**Your assignment**
Write all of the entries again. Keep them exactly as they are.

Segment Start: Provided data

//! Exporter configuration
//!
//! Built-in defaults, then an optional YAML file, then `STATE_METRICS__*`
//! environment variables. Command-line flags are applied last.

use crate::cli::Cli;
use anyhow::{Context, Result};
use exporter_lib::CollectorsConfig;
use serde::{Deserialize, Serialize};
use std::path::{Path, PathBuf};

/// Environment variable prefix; nested keys are separated by `__`
pub const ENV_PREFIX: &str = "STATE_METRICS";

#[derive(Debug, Clone, Serialize, Deserialize)]
#[serde(default)]
pub struct ExporterConfig {
    pub server: ServerConfig,

    /// Prefix of every exported metric name
    pub metrics_namespace: String,

    /// Collectors to build, in order
    pub enabled_collectors: Vec<String>,

    /// Bound on the initial cache sync before startup fails
    pub sync_timeout_secs: u64,

    pub log_level: String,

    /// Kubeconfig path; in-cluster or default discovery when unset
    pub kubeconfig: Option<PathBuf>,

    pub collectors: CollectorsConfig,
}

#[derive(Debug, Clone, Serialize, Deserialize)]
#[serde(default)]
pub struct ServerConfig {
    pub port: u16,
}

impl Default for ServerConfig {
    fn default() -> Self {
        Self { port: 9090 }
    }
}

impl Default for ExporterConfig {
    fn default() -> Self {
        Self {
            server: ServerConfig::default(),
            metrics_namespace: "state_metrics".to_string(),
            enabled_collectors: vec!["crd".to_string(), "pod".to_string(), "event".to_string()],
            sync_timeout_secs: 120,
            log_level: "info".to_string(),
            kubeconfig: None,
            collectors: CollectorsConfig::default(),
        }
    }
}

impl ExporterConfig {
    /// Load configuration from an optional file and the environment
    pub fn load(path: Option<&Path>) -> Result<Self> {
        let mut builder = config::Config::builder();

        if let Some(path) = path {
            builder = builder.add_source(config::File::from(path).required(true));
        }

        let config = builder
            .add_source(
                config::Environment::with_prefix(ENV_PREFIX)
                    .separator("__")
                    .try_parsing(true)
                    .list_separator(",")
                    .with_list_parse_key("enabled_collectors"),
            )
            .build()
            .with_context(|| match path {
                Some(path) => format!("failed to read configuration from {}", path.display()),
                None => "failed to read configuration from environment".to_string(),
            })?;

        config
            .try_deserialize()
            .context("invalid exporter configuration")
    }

    /// Load, then apply command-line overrides
    pub fn from_cli(cli: &Cli) -> Result<Self> {
        let mut config = Self::load(cli.config.as_deref())?;
        config.apply_cli(cli);
        Ok(config)
    }

    pub fn apply_cli(&mut self, cli: &Cli) {
        if let Some(port) = cli.port {
            self.server.port = port;
        }
        if let Some(kubeconfig) = &cli.kubeconfig {
            self.kubeconfig = Some(kubeconfig.clone());
        }
        if let Some(collectors) = &cli.collectors {
            self.enabled_collectors = collectors.clone();
        }
        if let Some(level) = &cli.log_level {
            self.log_level = level.clone();
        }
        if let Some(namespace) = &cli.metrics_namespace {
            self.metrics_namespace = namespace.clone();
        }
    }
}

#[cfg(test)]
mod tests {
    use super::*;
    use clap::Parser;
    use std::io::Write;
    use tempfile::NamedTempFile;

    fn yaml_file(contents: &str) -> NamedTempFile {
        let mut file = tempfile::Builder::new().suffix(".yaml").tempfile().unwrap();
        file.write_all(contents.as_bytes()).unwrap();
        file
    }

    #[test]
    fn test_defaults() {
        let config = ExporterConfig::default();
        assert_eq!(config.server.port, 9090);
        assert_eq!(config.metrics_namespace, "state_metrics");
        assert_eq!(config.enabled_collectors, vec!["crd", "pod", "event"]);
        assert_eq!(config.log_level, "info");
        assert_eq!(config.collectors.event.max_events, 1000);
        assert_eq!(config.collectors.pod.aggregator.window_secs, 300);
        assert!(config.collectors.crd.crds.is_empty());
    }

    #[test]
    fn test_load_yaml_file() {
        let file = yaml_file(
            r#"
server:
  port: 9100
enabled_collectors: [crd]
collectors:
  event:
    max_events: 50
  crd:
    crds:
      - name: kubeblocks-cluster
        gvr:
          group: apps.kubeblocks.io
          version: v1alpha1
          resource: clusters
          kind: Cluster
        common_labels:
          name: metadata.name
          namespace: metadata.namespace
        metrics:
          - type: map_state
            name: component_status
            help: Component phase
            path: status.components
            value_path: phase
            key_label: component
          - type: count
            name: phase_count
            path: status.phase
            value_label: phase
"#,
        );

        let config = ExporterConfig::load(Some(file.path())).unwrap();
        assert_eq!(config.server.port, 9100);
        assert_eq!(config.enabled_collectors, vec!["crd"]);
        assert_eq!(config.collectors.event.max_events, 50);
        assert_eq!(config.collectors.event.window_secs, 300);

        let crd = &config.collectors.crd.crds[0];
        assert_eq!(crd.name, "kubeblocks-cluster");
        assert_eq!(crd.gvr.resource, "clusters");
        assert_eq!(crd.common_labels["namespace"], "metadata.namespace");
        assert_eq!(crd.metrics[0].kind, "map_state");
        assert_eq!(crd.metrics[0].key_label, "component");
        assert_eq!(crd.metrics[1].value_label, "phase");
    }

    #[test]
    fn test_missing_file_is_an_error() {
        let result = ExporterConfig::load(Some(Path::new("/nonexistent/state-metrics.yaml")));
        assert!(result.is_err());
    }

    #[test]
    fn test_environment_override() {
        std::env::set_var("STATE_METRICS__SYNC_TIMEOUT_SECS", "45");
        let config = ExporterConfig::load(None);
        std::env::remove_var("STATE_METRICS__SYNC_TIMEOUT_SECS");

        assert_eq!(config.unwrap().sync_timeout_secs, 45);
    }

    #[test]
    fn test_cli_overrides_file() {
        let file = yaml_file("server:\n  port: 9100\nlog_level: warn\n");
        let cli = Cli::parse_from([
            "state-metrics",
            "--config",
            file.path().to_str().unwrap(),
            "--port",
            "9200",
            "--collectors",
            "pod,event",
            "--metrics-namespace",
            "kube",
        ]);

        let config = ExporterConfig::from_cli(&cli).unwrap();
        assert_eq!(config.server.port, 9200);
        assert_eq!(config.enabled_collectors, vec!["pod", "event"]);
        assert_eq!(config.metrics_namespace, "kube");
        assert_eq!(config.log_level, "warn");
    }
}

Segment End: Provided data

**Result of the exercise**
//! Exporter configuration
//!
//! Built-in defaults, then an optional YAML file, then `STATE_METRICS__*`
//! environment variables. Command-line flags are applied last.

use crate::cli::Cli;
use anyhow::{Context, Result};
use exporter_lib::CollectorsConfig;
use serde::{Deserialize, Serialize};
use std::path::{Path, PathBuf};

/// Environment variable prefix; nested keys are separated by `__`
pub const ENV_PREFIX: &str = "STATE_METRICS";

#[derive(Debug, Clone, Serialize, Deserialize)]
#[serde(default)]
pub struct ExporterConfig {
    pub server: ServerConfig,

    /// Prefix of every exported metric name
    pub metrics_namespace: String,

    /// Collectors to build, in order
    pub enabled_collectors: Vec<String>,

    /// Bound on the initial cache sync before startup fails
    pub sync_timeout_secs: u64,

    pub log_level: String,

    /// Kubeconfig path; in-cluster or default discovery when unset
    pub kubeconfig: Option<PathBuf>,

    pub collectors: CollectorsConfig,
}

#[derive(Debug, Clone, Serialize, Deserialize)]
#[serde(default)]
pub struct ServerConfig {
    pub port: u16,
}

impl Default for ServerConfig {
    fn default() -> Self {
        Self { port: 9090 }
    }
}

impl Default for ExporterConfig {
    fn default() -> Self {
        Self {
            server: ServerConfig::default(),
            metrics_namespace: "state_metrics".to_string(),
            enabled_collectors: vec!["crd".to_string(), "pod".to_string(), "event".to_string()],
            sync_timeout_secs: 120,
            log_level: "info".to_string(),
            kubeconfig: None,
            collectors: CollectorsConfig::default(),
        }
    }
}

impl ExporterConfig {
    /// Load configuration from an optional file and the environment
    pub fn load(path: Option<&Path>) -> Result<Self> {
        let mut builder = config::Config::builder();

        if let Some(path) = path {
            builder = builder.add_source(config::File::from(path).required(true));
        }

        let config = builder
            .add_source(
                config::Environment::with_prefix(ENV_PREFIX)
                    .separator("__")
                    .try_parsing(true)
                    .list_separator(",")
                    .with_list_parse_key("enabled_collectors"),
            )
            .build()
            .with_context(|| match path {
                Some(path) => format!("failed to read configuration from {}", path.display()),
                None => "failed to read configuration from environment".to_string(),
            })?;

        config
            .try_deserialize()
            .context("invalid exporter configuration")
    }

    /// Load, then apply command-line overrides
    pub fn from_cli(cli: &Cli) -> Result<Self> {
        let mut config = Self::load(cli.config.as_deref())?;
        config.apply_cli(cli);
        Ok(config)
    }

    pub fn apply_cli(&mut self, cli: &Cli) {
        if let Some(port) = cli.port {
            self.server.port = port;
        }
        if let Some(kubeconfig) = &cli.kubeconfig {
            self.kubeconfig = Some(kubeconfig.clone());
        }
        if let Some(collectors) = &cli.collectors {
            self.enabled_collectors = collectors.clone();
        }
        if let Some(level) = &cli.log_level {
            self.log_level = level.clone();
        }
        if let Some(namespace) = &cli.metrics_namespace {
            self.metrics_namespace = namespace.clone();
        }
    }
}

#[cfg(test)]
mod tests {
    use super::*;
    use clap::Parser;
    use std::io::Write;
    use tempfile::NamedTempFile;

    fn yaml_file(contents: &str) -> NamedTempFile {
        let mut file = tempfile::Builder::new().suffix(".yaml").tempfile().unwrap();
        file.write_all(contents.as_bytes()).unwrap();
        file
    }

    #[test]
    fn test_defaults() {
        let config = ExporterConfig::default();
        assert_eq!(config.server.port, 9090);
        assert_eq!(config.metrics_namespace, "state_metrics");
        assert_eq!(config.enabled_collectors, vec!["crd", "pod", "event"]);
        assert_eq!(config.log_level, "info");
        assert_eq!(config.collectors.event.max_events, 1000);
        assert_eq!(config.collectors.pod.aggregator.window_secs, 300);
        assert!(config.collectors.crd.crds.is_empty());
    }

    #[test]
    fn test_load_yaml_file() {
        let file = yaml_file(
            r#"
server:
  port: 9100
enabled_collectors: [crd]
collectors:
  event:
    max_events: 50
  crd:
    crds:
      - name: kubeblocks-cluster
        gvr:
          group: apps.kubeblocks.io
          version: v1alpha1
          resource: clusters
          kind: Cluster
        common_labels:
          name: metadata.name
          namespace: metadata.namespace
        metrics:
          - type: map_state
            name: component_status
            help: Component phase
            path: status.components
            value_path: phase
            key_label: component
          - type: count
            name: phase_count
            path: status.phase
            value_label: phase
"#,
        );

        let config = ExporterConfig::load(Some(file.path())).unwrap();
        assert_eq!(config.server.port, 9100);
        assert_eq!(config.enabled_collectors, vec!["crd"]);
        assert_eq!(config.collectors.event.max_events, 50);
        assert_eq!(config.collectors.event.window_secs, 300);

        let crd = &config.collectors.crd.crds[0];
        assert_eq!(crd.name, "kubeblocks-cluster");
        assert_eq!(crd.gvr.resource, "clusters");
        assert_eq!(crd.common_labels["namespace"], "metadata.namespace");
        assert_eq!(crd.metrics[0].kind, "map_state");
        assert_eq!(crd.metrics[0].key_label, "component");
        assert_eq!(crd.metrics[1].value_label, "phase");
    }

    #[test]
    fn test_missing_file_is_an_error() {
        let result = ExporterConfig::load(Some(Path::new("/nonexistent/state-metrics.yaml")));
        assert!(result.is_err());
    }

    #[test]
    fn test_environment_override() {
        std::env::set_var("STATE_METRICS__SYNC_TIMEOUT_SECS", "45");
        let config = ExporterConfig::load(None);
        std::env::remove_var("STATE_METRICS__SYNC_TIMEOUT_SECS");

        assert_eq!(config.unwrap().sync_timeout_secs, 45);
    }

    #[test]
    fn test_cli_overrides_file() {
        let file = yaml_file("server:\n  port: 9100\nlog_level: warn\n");
        let cli = Cli::parse_from([
            "state-metrics",
            "--config",
            file.path().to_str().unwrap(),
            "--port",
            "9200",
            "--collectors",
            "pod,event",
            "--metrics-namespace",
            "kube",
        ]);

        let config = ExporterConfig::from_cli(&cli).unwrap();
        assert_eq!(config.server.port, 9200);
        assert_eq!(config.enabled_collectors, vec!["pod", "event"]);
        assert_eq!(config.metrics_namespace, "kube");
        assert_eq!(config.log_level, "warn");
    }
}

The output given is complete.